Former university preparatory school in Virginia, U.S.

The Islamic Saudi Academy of Washington (الاكاديمية الاسلامية السعودية) was an International Baccalaureate (IB) World university preparatory school in Northern Virginia, accredited with the Southern Association of Colleges and Schools and authorized by IB in December 2008. It had classes from pre-kindergarten to twelfth grade, and had a final enrollment of more than 1,200 students.

The academy was funded by the Embassy of Saudi Arabia in Washington, D.C. In 2011, ISA graduated its first international baccalaureate class. Four students received their full IB diploma and one of them was able to earn bilingual diploma. As of 2007, approximately 30% of the roughly 1,000 students were Saudi Arabian citizens. The school closed in 2016, replaced by the new King Abdullah Academy later that year. That school closed in 2025.

==Overview==

The school was founded in 1984 by the Government of Saudi Arabia. Located in Fairfax County, Virginia, the school offered instruction from pre-kindergarten through twelve. The school was bilingual, with mandatory classes in English and Arabic. However, it also offered other languages such as Spanish.

==History==
The school was founded in August 1984 by a decree of King Fahd and originally served grades K–6. The Saudi government purchased the 34-acre campus of the former Fairfax Christian School in Fairfax from owner Robert L. Thoburn for $3 million as a site for the school.

The school proved so popular that by 1986 the school rented the former Dunn Loring Elementary School, which had closed in 1978, to provide space for its burgeoning student body.

Following the leasing of the Dunn Loring site, the school expanded its education program to include grades 7–12.

When the lease on the Dunn Loring site expired, the school leased the former Mount Vernon High School in Mount Vernon, Virginia, near Alexandria, spending $5 million to renovate the nearly 50-year-old building.
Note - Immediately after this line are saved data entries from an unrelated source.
//! In-memory [`Backend`] for unit tests.

use std::sync::Mutex;

use serde_json::Value;

use super::{
    AdminUser, Backend, ChartRecord, Credentials, DashboardStats, FilingHistoryRecord,
    GeneratedFiling, LoginResponse, Notification, NotificationList, PasswordChange, Profile,
    Registration, UserForm,
};
use crate::error::{Error, Result};

fn not_found() -> Error {
    Error::Api {
        status: 404,
        message: "Not found".to_string(),
    }
}

fn server_error() -> Error {
    Error::Api {
        status: 500,
        message: String::new(),
    }
}

/// Canned responses plus a log of every call made.
#[derive(Debug, Default)]
pub(crate) struct MockBackend {
    pub(crate) token: Option<String>,
    pub(crate) login_error: Option<String>,
    pub(crate) profile: Mutex<Profile>,
    pub(crate) current_password: Option<String>,
    pub(crate) carrier: Option<Value>,
    pub(crate) filing_name: Option<String>,
    pub(crate) pdf: Option<Vec<u8>>,
    pub(crate) history: Vec<FilingHistoryRecord>,
    pub(crate) csv: Option<Vec<u8>>,
    pub(crate) chart: Vec<ChartRecord>,
    pub(crate) stats: DashboardStats,
    pub(crate) users: Mutex<Vec<AdminUser>>,
    pub(crate) notifications: Mutex<Vec<Notification>>,
    pub(crate) fail_writes: bool,
    pub(crate) calls: Mutex<Vec<String>>,
}

impl MockBackend {
    fn record(&self, call: impl Into<String>) {
        self.calls.lock().unwrap().push(call.into());
    }

    pub(crate) fn calls(&self) -> Vec<String> {
        self.calls.lock().unwrap().clone()
    }

    fn write(&self, call: impl Into<String>) -> Result<()> {
        self.record(call);
        if self.fail_writes {
            Err(server_error())
        } else {
            Ok(())
        }
    }
}

#[async_trait::async_trait]
impl Backend for MockBackend {
    async fn login(&self, credentials: &Credentials) -> Result<LoginResponse> {
        self.record(format!("login {}", credentials.email));
        if let Some(message) = &self.login_error {
            return Err(Error::Api {
                status: 401,
                message: message.clone(),
            });
        }
        let access_token = self.token.clone().ok_or_else(server_error)?;
        Ok(LoginResponse { access_token })
    }

    async fn register(&self, registration: &Registration) -> Result<()> {
        self.write(format!("register {}", registration.email))
    }

    async fn profile(&self) -> Result<Profile> {
        self.record("profile");
        Ok(self.profile.lock().unwrap().clone())
    }

    async fn update_profile(&self, profile: &Profile) -> Result<()> {
        self.write("update_profile")?;
        *self.profile.lock().unwrap() = profile.clone();
        Ok(())
    }

    async fn change_password(&self, change: &PasswordChange) -> Result<()> {
        self.record("change_password");
        match &self.current_password {
            Some(current) if *current == change.current_password => Ok(()),
            _ => Err(Error::Api {
                status: 401,
                message: "Invalid credentials".to_string(),
            }),
        }
    }

    async fn lookup_carrier(&self, usdot: &str) -> Result<Value> {
        self.record(format!("lookup {usdot}"));
        self.carrier.clone().ok_or_else(not_found)
    }

    async fn generate_pdf(&self, payload: &Value) -> Result<GeneratedFiling> {
        self.record(format!("generate {}", payload["line16_19"]["line19"]));
        self.filing_name
            .clone()
            .map(|filing_name| GeneratedFiling { filing_name })
            .ok_or_else(server_error)
    }

    async fn download_generated(&self, name: &str) -> Result<Vec<u8>> {
        self.record(format!("download {name}"));
        self.pdf.clone().ok_or_else(not_found)
    }

    async fn check_generated(&self, path: &str) -> Result<()> {
        self.record(format!("check {path}"));
        if self.history.iter().any(|h| h.filing_path == path) && self.pdf.is_some() {
            Ok(())
        } else {
            Err(not_found())
        }
    }

    async fn filing_history(&self) -> Result<Vec<FilingHistoryRecord>> {
        self.record("history");
        Ok(self.history.clone())
    }

    async fn export_history(&self) -> Result<Vec<u8>> {
        self.record("export");
        self.csv.clone().ok_or_else(server_error)
    }

    async fn pdf_statistics(&self) -> Result<Vec<ChartRecord>> {
        self.record("statistics");
        Ok(self.chart.clone())
    }

    async fn dashboard_stats(&self) -> Result<DashboardStats> {
        self.record("stats");
        Ok(self.stats)
    }

    async fn recent_users(&self) -> Result<Vec<AdminUser>> {
        self.record("recent_users");
        Ok(self.users.lock().unwrap().iter().take(5).cloned().collect())
    }

    async fn users(&self) -> Result<Vec<AdminUser>> {
        self.record("users");
        Ok(self.users.lock().unwrap().clone())
    }

    async fn add_user(&self, user: &UserForm) -> Result<()> {
        self.write(format!("add_user {}", user.email))?;
        let mut users = self.users.lock().unwrap();
        let id = users.iter().map(|u| u.id).max().unwrap_or_default() + 1;
        users.push(AdminUser {
            id,
            first_name: user.first_name.clone(),
            last_name: user.last_name.clone(),
            email: user.email.clone(),
            is_admin: user.is_admin,
            status: user.status,
            ..AdminUser::default()
        });
        Ok(())
    }

    async fn update_user(&self, user: &UserForm) -> Result<()> {
        self.write(format!("update_user {:?}", user.id))?;
        let mut users = self.users.lock().unwrap();
        let existing = users
            .iter_mut()
            .find(|u| Some(u.id) == user.id)
            .ok_or_else(not_found)?;
        existing.first_name.clone_from(&user.first_name);
        existing.last_name.clone_from(&user.last_name);
        existing.email.clone_from(&user.email);
        existing.is_admin = user.is_admin;
        existing.status = user.status;
        Ok(())
    }

    async fn reset_password(&self, id: i64, _password: &str) -> Result<()> {
        self.write(format!("reset_password {id}"))
    }

    async fn delete_user(&self, id: i64) -> Result<()> {
        self.write(format!("delete_user {id}"))?;
        self.users.lock().unwrap().retain(|u| u.id != id);
        Ok(())
    }

    async fn notifications(&self) -> Result<NotificationList> {
        self.record("notifications");
        let notifications = self.notifications.lock().unwrap().clone();
        let unread_count = notifications.iter().filter(|n| !n.read).count();
        Ok(NotificationList {
            notifications,
            unread_count: i64::try_from(unread_count).unwrap_or_default(),
        })
    }

    async fn mark_read(&self, id: i64) -> Result<()> {
        self.write(format!("mark_read {id}"))?;
        for n in self.notifications.lock().unwrap().iter_mut() {
            if n.id == id {
                n.read = true;
            }
        }
        Ok(())
    }

    async fn mark_all_read(&self) -> Result<()> {
        self.write("mark_all_read")?;
        for n in self.notifications.lock().unwrap().iter_mut() {
            n.read = true;
        }
        Ok(())
    }

    async fn dismiss(&self, id: i64) -> Result<()> {
        self.write(format!("dismiss {id}"))?;
        self.notifications.lock().unwrap().retain(|n| n.id != id);
        Ok(())
    }

    async fn dismiss_all(&self) -> Result<()> {
        self.write("dismiss_all")?;
        self.notifications.lock().unwrap().clear();
        Ok(())
    }
}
The academy moved into the Alexandria site in 1989. For much of its history it maintained two campuses: the main campus near Alexandria and the West Campus in Fairfax Station, near Fairfax.

In December 2015 there were plans for the school to move to a new campus near Herndon. The original ISA closed in June 2016, and the new King Abdullah Academy near Herndon opened in Fall 2016.

===King Abdullah Academy===
King Abdullah Academy, or KAA, opened in fall 2016 under the direction of the Saudi Arabian Cultural Mission to the United States. Its goal was to provide a U.S.-based, English-language curriculum rooted in Islamic values and Arabic language instruction. It primarily served children of Saudi diplomats and expatriates residing in the greater Washington, D.C. area. The school was built on a 40-acre campus previously zoned for educational use. As such, no additional hearings were required by the Fairfax County Board of Supervisors. At the time of planning, Supervisor Michael R. Frey reported no public opposition to the site.

Located near Washington Dulles International Airport, the King Abdullah Academy campus featured modern academic buildings, a soccer field, walking trails, outdoor classrooms, and an Olympic-style swimming pool. The school was purpose-built with security and architectural standards similar to those used for diplomatic and international facilities.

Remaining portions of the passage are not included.